In the business marketing major, they began to learn the tenets of business, alongside thoughtful Christians who didn’t just care about the bottom line, but about disrupting the status quo on behalf of their neighbors. Minea was inspired by highly-invested professors and personally mentored by former president Jay Barnes. It’s an experience they say breathed new life and excitement into their life amidst a personal struggle with depression.
“Feeling love and belonging is what makes life beautiful. I got to be planted in that soil in an intentional culture that was created by staff, faculty, and leadership,” Minea says. “From the top down, people were breathing big dreams into us, ones we were able to make tangible. Learning theology and critical thinking in classes oriented me to deconstruct Christianity and culture to build something even more expansive and inclusive than I thought possible. We all felt on-mission together, bright-eyed and bushy-tailed, wanting to make a difference.”
After graduation, Minea went to work in advertising, wanting to “be a light” in an industry where people wouldn’t necessarily share the same values. At Latitude Agency in Minneapolis, Dan experienced an organization that was radically generous with its profits, but they ultimately felt called to a media career with Viacom in Chicago. Though it didn’t end up being a fit for Minea long-term, the relocation made them fall in love with the rich diversity of the Uptown neighborhood. Minea was instantly drawn in, and began to realize their true calling.
“Bethel built into me a type of ‘figure-it-outness.’ I began to lean on my mentors and ask big questions and love on my neighbors experiencing homelessness,” Minea explains. “I realized that making a difference in that community was less about providing a resource, but being in a relationship in which beauty and love shines.”
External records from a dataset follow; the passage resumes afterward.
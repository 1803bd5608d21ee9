//! Saved locations and the current device location

use parking_lot::Mutex;
use tokio::sync::watch;
use tracing::{debug, info};

use crate::models::{Coordinates, SavedLocation};
use crate::store::{Blobs, Store};
use crate::{Result, SkycastError};

const SAVED_LOCATIONS_KEY: &str = "saved_locations";

/// Receives the place resolved for the device location after a successful fetch
pub trait CurrentLocationSink: Send + Sync {
    fn set_current_location(&self, name: &str, coordinates: Coordinates);
}

/// User-curated location list plus the in-memory current location
pub struct LocationStore {
    blobs: Blobs,
    /// Serializes read-modify-write of the saved list
    write_lock: Mutex<()>,
    current: watch::Sender<Option<SavedLocation>>,
}

impl LocationStore {
    #[must_use]
    pub fn new(store: &Store) -> Self {
        Self {
            blobs: store.locations(),
            write_lock: Mutex::new(()),
            current: watch::Sender::new(None),
        }
    }

    /// All saved locations in insertion order
    pub fn list(&self) -> Result<Vec<SavedLocation>> {
        Ok(self
            .blobs
            .get(SAVED_LOCATIONS_KEY)
            .map_err(|e| SkycastError::cache(format!("{e:#}")))?
            .unwrap_or_default())
    }

    /// Save a location, replacing an existing entry for the same place
    pub fn add(&self, location: SavedLocation) -> Result<()> {
        let _guard = self.write_lock.lock();
        let mut saved = self.list()?;

        if let Some(existing) = saved.iter_mut().find(|l| l.same_place(&location)) {
            debug!("Updating saved location '{}'", location.name);
            *existing = location;
        } else {
            info!("Saving location '{}' at {}", location.name, location.coordinates);
            saved.push(location);
        }
        self.write(&saved)
    }

    /// Remove a saved location. Returns whether anything was removed.
    pub fn remove(&self, location: &SavedLocation) -> Result<bool> {
        let _guard = self.write_lock.lock();
        let mut saved = self.list()?;

        let before = saved.len();
        saved.retain(|l| !l.same_place(location));
        if saved.len() == before {
            return Ok(false);
        }

        info!("Removed saved location '{}'", location.name);
        self.write(&saved)?;
        Ok(true)
    }

    fn write(&self, saved: &[SavedLocation]) -> Result<()> {
        self.blobs
            .put(SAVED_LOCATIONS_KEY, saved)
            .map_err(|e| SkycastError::cache(format!("{e:#}")))
    }

    #[must_use]
    pub fn current_location(&self) -> Option<SavedLocation> {
        self.current.borrow().clone()
    }

    pub fn subscribe_current(&self) -> watch::Receiver<Option<SavedLocation>> {
        self.current.subscribe()
    }
}

impl CurrentLocationSink for LocationStore {
    fn set_current_location(&self, name: &str, coordinates: Coordinates) {
        // Reverse geocoding only yields a name
        let location = SavedLocation::new(name, coordinates, "");

        debug!("Current location is now '{}' at {}", name, coordinates);
        self.current.send_if_modified(|current| {
            if current.as_ref() == Some(&location) {
                false
            } else {
                *current = Some(location);
                true
            }
        });
    }
}
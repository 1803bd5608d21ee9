//! Error types and handling for `Skycast`

use std::fmt;

use thiserror::Error;

/// Stage of the forecast pipeline at which a fetch failed
#[derive(Debug, Clone, Copy, PartialEq, Eq)]
pub enum FetchStage {
    /// Materializing the image of a fresh cached entry
    CachedImage,
    /// Requesting the forecast
    Forecast,
    /// Requesting the photo collection or picking a photo from it
    PhotoCollection,
    /// Materializing the image of a freshly chosen photo
    Image,
    /// Reverse geocoding the place name
    LocationName,
    /// The background worker died before reporting
    Worker,
}

impl fmt::Display for FetchStage {
    fn fmt(&self, f: &mut fmt::Formatter<'_>) -> fmt::Result {
        let name = match self {
            FetchStage::CachedImage => "cached image",
            FetchStage::Forecast => "forecast",
            FetchStage::PhotoCollection => "photo collection",
            FetchStage::Image => "image",
            FetchStage::LocationName => "location name",
            FetchStage::Worker => "worker",
        };
        f.write_str(name)
    }
}

/// Main error type for `Skycast`
#[derive(Error, Debug)]
pub enum SkycastError {
    /// Configuration-related errors
    #[error("Configuration error: {message}")]
    Config { message: String },

    /// Transport failures and unexpected HTTP statuses
    #[error("Network error: {message}")]
    Network { message: String },

    /// Response bodies that do not match the expected schema
    #[error("Decode error: {message}")]
    Decode { message: String },

    /// A request returned no results where at least one was required
    #[error("Empty result: {message}")]
    EmptySet { message: String },

    /// Image bytes could not be turned into a pixel buffer
    #[error("Image decode error: {message}")]
    ImageDecode { message: String },

    /// A deadline elapsed before a result arrived
    #[error("Timed out: {message}")]
    Timeout { message: String },

    /// The device location could not be obtained
    #[error("Location unavailable: {message}")]
    Unavailable { message: String },

    /// Input validation errors
    #[error("Invalid input: {message}")]
    Validation { message: String },

    /// Cache and store operation errors
    #[error("Cache error: {message}")]
    Cache { message: String },

    /// I/O operation errors
    #[error("I/O error: {source}")]
    Io {
        #[from]
        source: std::io::Error,
    },

    /// The single outcome a failed weather fetch reports to its caller
    #[error("Request failed")]
    FetchFailed {
        stage: FetchStage,
        #[source]
        source: Box<SkycastError>,
    },
}

impl SkycastError {
    /// Create a new configuration error
    pub fn config<S: Into<String>>(message: S) -> Self {
        Self::Config {
            message: message.into(),
        }
    }

    /// Create a new network error
    pub fn network<S: Into<String>>(message: S) -> Self {
        Self::Network {
            message: message.into(),
        }
    }

    /// Create a new decode error
    pub fn decode<S: Into<String>>(message: S) -> Self {
        Self::Decode {
            message: message.into(),
        }
    }

    /// Create a new empty-set error
    pub fn empty_set<S: Into<String>>(message: S) -> Self {
        Self::EmptySet {
            message: message.into(),
        }
    }

    /// Create a new image decode error
    pub fn image_decode<S: Into<String>>(message: S) -> Self {
        Self::ImageDecode {
            message: message.into(),
        }
    }

    /// Create a new timeout error
    pub fn timeout<S: Into<String>>(message: S) -> Self {
        Self::Timeout {
            message: message.into(),
        }
    }

    /// Create a new location-unavailable error
    pub fn unavailable<S: Into<String>>(message: S) -> Self {
        Self::Unavailable {
            message: message.into(),
        }
    }

    /// Create a new validation error
    pub fn validation<S: Into<String>>(message: S) -> Self {
        Self::Validation {
            message: message.into(),
        }
    }

    /// Create a new cache error
    pub fn cache<S: Into<String>>(message: S) -> Self {
        Self::Cache {
            message: message.into(),
        }
    }

    /// Wrap an error as the failure of one pipeline stage
    #[must_use]
    pub fn fetch_failed(stage: FetchStage, source: SkycastError) -> Self {
        Self::FetchFailed {
            stage,
            source: Box::new(source),
        }
    }

    /// Stage that failed, for fetch failures
    #[must_use]
    pub fn stage(&self) -> Option<FetchStage> {
        match self {
            SkycastError::FetchFailed { stage, .. } => Some(*stage),
            _ => None,
        }
    }

    /// Get a user-friendly error message
    #[must_use]
    pub fn user_message(&self) -> String {
        match self {
            SkycastError::Config { .. } => {
                "Configuration error. Please check your config file and API keys.".to_string()
            }
            SkycastError::Network { .. } | SkycastError::Decode { .. } => {
                "Unable to connect to external services. Please check your internet connection."
                    .to_string()
            }
            SkycastError::EmptySet { message } => format!("Nothing found: {message}"),
            SkycastError::ImageDecode { .. } => "Background image could not be loaded.".to_string(),
            SkycastError::Timeout { .. } => "Location request timed out.".to_string(),
            SkycastError::Unavailable { .. } => "Location is not available.".to_string(),
            SkycastError::Validation { message } => {
                format!("Invalid input: {message}")
            }
            SkycastError::Cache { .. } => {
                "Cache operation failed. You may need to clear your cache.".to_string()
            }
            SkycastError::Io { .. } => {
                "File operation failed. Please check file permissions.".to_string()
            }
            SkycastError::FetchFailed { .. } => "Request failed".to_string(),
        }
    }
}

impl From<reqwest::Error> for SkycastError {
    fn from(err: reqwest::Error) -> Self {
        if err.is_decode() {
            SkycastError::decode(err.to_string())
        } else {
            SkycastError::network(err.to_string())
        }
    }
}

impl From<serde_json::Error> for SkycastError {
    fn from(err: serde_json::Error) -> Self {
        SkycastError::decode(err.to_string())
    }
}

impl From<image::ImageError> for SkycastError {
    fn from(err: image::ImageError) -> Self {
        SkycastError::image_decode(err.to_string())
    }
}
For six months, Minea and their roommate Adam Gianforte—an eclectic Ivy League graduate who had just unicycled from Canada to Mexico to raise money for International Justice Mission—did everything they could to be present in the community and understand its history and what it had to offer. Minea spent over four years building relationships, experiencing poverty in the most racially and socioeconomically diverse neighborhoods in Chicago.
Minea took on a variety of organic and volunteer roles, getting a better understanding of how nonprofits are set up, how they can market themselves and make data-driven impact. And they began running marathons and ultramarathons to benefit World Vision, bringing in over $50,000 in funds and eventually leading to an international videography position. All the while, the two were building an intentional outreach that would eventually become Collective Chicago.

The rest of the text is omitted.